[Stored items]

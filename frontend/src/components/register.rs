use crate::api::MesaApi;
use crate::auth::use_auth;
use crate::web::router::use_router;
use leptos::prelude::*;
use leptos::task::spawn_local;
use mesa_shared::{Restaurant, WebSettings};

/// Registration creates a restaurant account via `POST /restaurants`.
/// This page stays reachable whether or not a session exists.
#[component]
pub fn RegisterPage() -> impl IntoView {
    let api = MesaApi::new(use_auth());
    let router = use_router();

    let name = RwSignal::new(String::new());
    let address = RwSignal::new(String::new());
    let city = RwSignal::new(String::new());
    let country = RwSignal::new(String::new());
    let username = RwSignal::new(String::new());
    let password = RwSignal::new(String::new());
    let (is_submitting, set_is_submitting) = signal(false);
    let (error_msg, set_error_msg) = signal(Option::<String>::None);

    let on_submit = move |ev: leptos::web_sys::SubmitEvent| {
        ev.prevent_default();
        if name.get().is_empty() || username.get().is_empty() || password.get().is_empty() {
            set_error_msg.set(Some("Name, username and password are required".to_string()));
            return;
        }

        set_is_submitting.set(true);
        set_error_msg.set(None);

        spawn_local(async move {
            let restaurant = Restaurant {
                id: None,
                name: name.get_untracked(),
                address: address.get_untracked(),
                city: city.get_untracked(),
                country: country.get_untracked(),
                username: username.get_untracked(),
                password: Some(password.get_untracked()),
                web_settings: WebSettings::default(),
            };
            match api.create_restaurant(&restaurant).await {
                Ok(_) => router.navigate("/auth/login"),
                Err(err) => set_error_msg.set(Some(err.message)),
            }
            set_is_submitting.set(false);
        });
    };

    let to_login = move |ev: leptos::web_sys::MouseEvent| {
        ev.prevent_default();
        router.navigate("/auth/login");
    };

    let text_field = move |id: &'static str,
                           label: &'static str,
                           input_type: &'static str,
                           value: RwSignal<String>| {
        view! {
            <div class="form-control">
                <label class="label" for=id>
                    <span class="label-text">{label}</span>
                </label>
                <input
                    id=id
                    type=input_type
                    on:input=move |ev| value.set(event_target_value(&ev))
                    prop:value=value
                    class="input input-bordered"
                />
            </div>
        }
    };

    view! {
        <div class="hero min-h-screen bg-base-200">
            <div class="hero-content flex-col w-full max-w-lg">
                <div class="text-center mb-4">
                    <h1 class="text-3xl font-bold">"Create your account"</h1>
                    <p class="text-base-content/70">"Register a restaurant to use the dashboard"</p>
                </div>

                <div class="card shrink-0 w-full shadow-2xl bg-base-100">
                    <form class="card-body" on:submit=on_submit>
                        <Show when=move || error_msg.get().is_some()>
                            <div role="alert" class="alert alert-error text-sm py-2">
                                <span>{move || error_msg.get().unwrap_or_default()}</span>
                            </div>
                        </Show>

                        {text_field("name", "Restaurant name", "text", name)}
                        {text_field("address", "Address", "text", address)}
                        {text_field("city", "City", "text", city)}
                        {text_field("country", "Country", "text", country)}
                        {text_field("reg-username", "Username", "text", username)}
                        {text_field("reg-password", "Password", "password", password)}

                        <div class="form-control mt-6">
                            <button class="btn btn-primary" disabled=move || is_submitting.get()>
                                {move || if is_submitting.get() {
                                    view! { <span class="loading loading-spinner"></span> "Creating..." }.into_any()
                                } else {
                                    "Create account".into_any()
                                }}
                            </button>
                        </div>
                        <p class="text-sm text-center mt-2">
                            "Already registered? "
                            <a href="/auth/login" class="link link-primary" on:click=to_login>
                                "Sign in"
                            </a>
                        </p>
                    </form>
                </div>
            </div>
        </div>
    }
}
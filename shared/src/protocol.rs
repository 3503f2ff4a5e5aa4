//! Auth wire types and the documented error payload shape.

use serde::{Deserialize, Serialize};

/// `POST /auth/login` request body.
#[derive(Debug, Clone, PartialEq, Serialize, Deserialize)]
pub struct LoginRequest {
    pub username: String,
    pub password: String,
}

/// `POST /auth/login` success response.
#[derive(Debug, Clone, PartialEq, Serialize, Deserialize)]
pub struct LoginResponse {
    pub status: u16,
    pub token: String,
}

/// Error payload the API nests under its transport wrapper.
#[derive(Debug, Clone, PartialEq, Serialize, Deserialize)]
pub struct ErrorBody {
    pub message: String,
}
use crate::api::MesaApi;
use crate::auth::use_auth;
use crate::components::layout::DashboardShell;
use crate::web::route::AppRoute;
use crate::web::router::use_router;
use leptos::prelude::*;
use leptos::task::spawn_local;
use mesa_shared::OrderStatus;

/// Landing page of the protected area: headline numbers plus shortcuts.
/// The two collection fetches run concurrently and may land in any order.
#[component]
pub fn DashboardPage() -> impl IntoView {
    let auth = use_auth();
    let api = MesaApi::new(auth);
    let router = use_router();

    let (menu_count, set_menu_count) = signal(Option::<usize>::None);
    let (order_count, set_order_count) = signal(Option::<usize>::None);
    let (pending_count, set_pending_count) = signal(Option::<usize>::None);
    let (notice, set_notice) = signal(Option::<String>::None);

    Effect::new(move |_| {
        let session = auth.state.get();
        if session.is_loading || !session.is_authenticated() {
            return;
        }

        spawn_local(async move {
            match api.get_menus().await {
                Ok(menus) => set_menu_count.set(Some(menus.len())),
                Err(err) => set_notice.set(Some(err.message)),
            }
        });
        spawn_local(async move {
            match api.get_orders().await {
                Ok(orders) => {
                    let pending = orders
                        .iter()
                        .filter(|o| o.status == OrderStatus::Pending)
                        .count();
                    set_order_count.set(Some(orders.len()));
                    set_pending_count.set(Some(pending));
                }
                Err(err) => set_notice.set(Some(err.message)),
            }
        });
    });

    let stat = move |title: &'static str, value: ReadSignal<Option<usize>>| {
        view! {
            <div class="stat">
                <div class="stat-title">{title}</div>
                <div class="stat-value text-primary">
                    {move || value.get().map(|v| v.to_string()).unwrap_or_else(|| "–".to_string())}
                </div>
            </div>
        }
    };

    let shortcut = move |route: AppRoute, title: &'static str, blurb: &'static str| {
        let on_click = move |ev: leptos::web_sys::MouseEvent| {
            ev.prevent_default();
            router.navigate(route.to_path());
        };
        view! {
            <a href=route.to_path() class="card bg-base-100 shadow-md hover:shadow-xl transition-shadow" on:click=on_click>
                <div class="card-body">
                    <h3 class="card-title">{title}</h3>
                    <p class="text-base-content/70">{blurb}</p>
                </div>
            </a>
        }
    };

    view! {
        <DashboardShell>
            <header class="mb-8">
                <h1 class="text-3xl font-bold mb-2">"Overview"</h1>
                <p class="text-base-content/70">"Everything about your restaurant at a glance"</p>
            </header>

            <Show when=move || notice.get().is_some()>
                <div role="alert" class="alert alert-error mb-6">
                    <span>{move || notice.get().unwrap_or_default()}</span>
                </div>
            </Show>

            <div class="stats shadow w-full stats-vertical md:stats-horizontal bg-base-100 mb-8">
                {stat("Menus", menu_count)}
                {stat("Orders", order_count)}
                {stat("Pending orders", pending_count)}
            </div>

            <div class="grid grid-cols-1 md:grid-cols-2 lg:grid-cols-4 gap-4">
                {shortcut(AppRoute::Restaurants, "Restaurants", "View and edit restaurant records")}
                {shortcut(AppRoute::Menus, "Menus", "Curate what you serve")}
                {shortcut(AppRoute::Orders, "Orders", "Track and advance incoming orders")}
                {shortcut(AppRoute::Settings, "Settings", "Your restaurant profile")}
            </div>
        </DashboardShell>
    }
}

[What you should do]
I'd like all of the entries written out again exactly as they appear above.

[Solved exercise]
filename frontend/src/components/register.rs
use crate::api::MesaApi;
use crate::auth::use_auth;
use crate::web::router::use_router;
use leptos::prelude::*;
use leptos::task::spawn_local;
use mesa_shared::{Restaurant, WebSettings};

/// Registration creates a restaurant account via `POST /restaurants`.
/// This page stays reachable whether or not a session exists.
#[component]
pub fn RegisterPage() -> impl IntoView {
    let api = MesaApi::new(use_auth());
    let router = use_router();

    let name = RwSignal::new(String::new());
    let address = RwSignal::new(String::new());
    let city = RwSignal::new(String::new());
    let country = RwSignal::new(String::new());
    let username = RwSignal::new(String::new());
    let password = RwSignal::new(String::new());
    let (is_submitting, set_is_submitting) = signal(false);
    let (error_msg, set_error_msg) = signal(Option::<String>::None);

    let on_submit = move |ev: leptos::web_sys::SubmitEvent| {
        ev.prevent_default();
        if name.get().is_empty() || username.get().is_empty() || password.get().is_empty() {
            set_error_msg.set(Some("Name, username and password are required".to_string()));
            return;
        }

        set_is_submitting.set(true);
        set_error_msg.set(None);

        spawn_local(async move {
            let restaurant = Restaurant {
                id: None,
                name: name.get_untracked(),
                address: address.get_untracked(),
                city: city.get_untracked(),
                country: country.get_untracked(),
                username: username.get_untracked(),
                password: Some(password.get_untracked()),
                web_settings: WebSettings::default(),
            };
            match api.create_restaurant(&restaurant).await {
                Ok(_) => router.navigate("/auth/login"),
                Err(err) => set_error_msg.set(Some(err.message)),
            }
            set_is_submitting.set(false);
        });
    };

    let to_login = move |ev: leptos::web_sys::MouseEvent| {
        ev.prevent_default();
        router.navigate("/auth/login");
    };

    let text_field = move |id: &'static str,
                           label: &'static str,
                           input_type: &'static str,
                           value: RwSignal<String>| {
        view! {
            <div class="form-control">
                <label class="label" for=id>
                    <span class="label-text">{label}</span>
                </label>
                <input
                    id=id
                    type=input_type
                    on:input=move |ev| value.set(event_target_value(&ev))
                    prop:value=value
                    class="input input-bordered"
                />
            </div>
        }
    };

    view! {
        <div class="hero min-h-screen bg-base-200">
            <div class="hero-content flex-col w-full max-w-lg">
                <div class="text-center mb-4">
                    <h1 class="text-3xl font-bold">"Create your account"</h1>
                    <p class="text-base-content/70">"Register a restaurant to use the dashboard"</p>
                </div>

                <div class="card shrink-0 w-full shadow-2xl bg-base-100">
                    <form class="card-body" on:submit=on_submit>
                        <Show when=move || error_msg.get().is_some()>
                            <div role="alert" class="alert alert-error text-sm py-2">
                                <span>{move || error_msg.get().unwrap_or_default()}</span>
                            </div>
                        </Show>

                        {text_field("name", "Restaurant name", "text", name)}
                        {text_field("address", "Address", "text", address)}
                        {text_field("city", "City", "text", city)}
                        {text_field("country", "Country", "text", country)}
                        {text_field("reg-username", "Username", "text", username)}
                        {text_field("reg-password", "Password", "password", password)}

                        <div class="form-control mt-6">
                            <button class="btn btn-primary" disabled=move || is_submitting.get()>
                                {move || if is_submitting.get() {
                                    view! { <span class="loading loading-spinner"></span> "Creating..." }.into_any()
                                } else {
                                    "Create account".into_any()
                                }}
                            </button>
                        </div>
                        <p class="text-sm text-center mt-2">
                            "Already registered? "
                            <a href="/auth/login" class="link link-primary" on:click=to_login>
                                "Sign in"
                            </a>
                        </p>
                    </form>
                </div>
            </div>
        </div>
    }
}
filename shared/src/protocol.rs
repository 3503f2ff4a5e5aa4
//! Auth wire types and the documented error payload shape.

use serde::{Deserialize, Serialize};

/// `POST /auth/login` request body.
#[derive(Debug, Clone, PartialEq, Serialize, Deserialize)]
pub struct LoginRequest {
    pub username: String,
    pub password: String,
}

/// `POST /auth/login` success response.
#[derive(Debug, Clone, PartialEq, Serialize, Deserialize)]
pub struct LoginResponse {
    pub status: u16,
    pub token: String,
}

/// Error payload the API nests under its transport wrapper.
#[derive(Debug, Clone, PartialEq, Serialize, Deserialize)]
pub struct ErrorBody {
    pub message: String,
}
use crate::api::MesaApi;
use crate::auth::use_auth;
use crate::components::layout::DashboardShell;
use crate::web::route::AppRoute;
use crate::web::router::use_router;
use leptos::prelude::*;
use leptos::task::spawn_local;
use mesa_shared::OrderStatus;

/// Landing page of the protected area: headline numbers plus shortcuts.
/// The two collection fetches run concurrently and may land in any order.
#[component]
pub fn DashboardPage() -> impl IntoView {
    let auth = use_auth();
    let api = MesaApi::new(auth);
    let router = use_router();

    let (menu_count, set_menu_count) = signal(Option::<usize>::None);
    let (order_count, set_order_count) = signal(Option::<usize>::None);
    let (pending_count, set_pending_count) = signal(Option::<usize>::None);
    let (notice, set_notice) = signal(Option::<String>::None);

    Effect::new(move |_| {
        let session = auth.state.get();
        if session.is_loading || !session.is_authenticated() {
            return;
        }

        spawn_local(async move {
            match api.get_menus().await {
                Ok(menus) => set_menu_count.set(Some(menus.len())),
                Err(err) => set_notice.set(Some(err.message)),
            }
        });
        spawn_local(async move {
            match api.get_orders().await {
                Ok(orders) => {
                    let pending = orders
                        .iter()
                        .filter(|o| o.status == OrderStatus::Pending)
                        .count();
                    set_order_count.set(Some(orders.len()));
                    set_pending_count.set(Some(pending));
                }
                Err(err) => set_notice.set(Some(err.message)),
            }
        });
    });

    let stat = move |title: &'static str, value: ReadSignal<Option<usize>>| {
        view! {
            <div class="stat">
                <div class="stat-title">{title}</div>
                <div class="stat-value text-primary">
                    {move || value.get().map(|v| v.to_string()).unwrap_or_else(|| "–".to_string())}
                </div>
            </div>
        }
    };

    let shortcut = move |route: AppRoute, title: &'static str, blurb: &'static str| {
        let on_click = move |ev: leptos::web_sys::MouseEvent| {
            ev.prevent_default();
            router.navigate(route.to_path());
        };
        view! {
            <a href=route.to_path() class="card bg-base-100 shadow-md hover:shadow-xl transition-shadow" on:click=on_click>
                <div class="card-body">
                    <h3 class="card-title">{title}</h3>
                    <p class="text-base-content/70">{blurb}</p>
                </div>
            </a>
        }
    };

    view! {
        <DashboardShell>
            <header class="mb-8">
                <h1 class="text-3xl font-bold mb-2">"Overview"</h1>
                <p class="text-base-content/70">"Everything about your restaurant at a glance"</p>
            </header>

            <Show when=move || notice.get().is_some()>
                <div role="alert" class="alert alert-error mb-6">
                    <span>{move || notice.get().unwrap_or_default()}</span>
                </div>
            </Show>

            <div class="stats shadow w-full stats-vertical md:stats-horizontal bg-base-100 mb-8">
                {stat("Menus", menu_count)}
                {stat("Orders", order_count)}
                {stat("Pending orders", pending_count)}
            </div>

            <div class="grid grid-cols-1 md:grid-cols-2 lg:grid-cols-4 gap-4">
                {shortcut(AppRoute::Restaurants, "Restaurants", "View and edit restaurant records")}
                {shortcut(AppRoute::Menus, "Menus", "Curate what you serve")}
                {shortcut(AppRoute::Orders, "Orders", "Track and advance incoming orders")}
                {shortcut(AppRoute::Settings, "Settings", "Your restaurant profile")}
            </div>
        </DashboardShell>
    }
}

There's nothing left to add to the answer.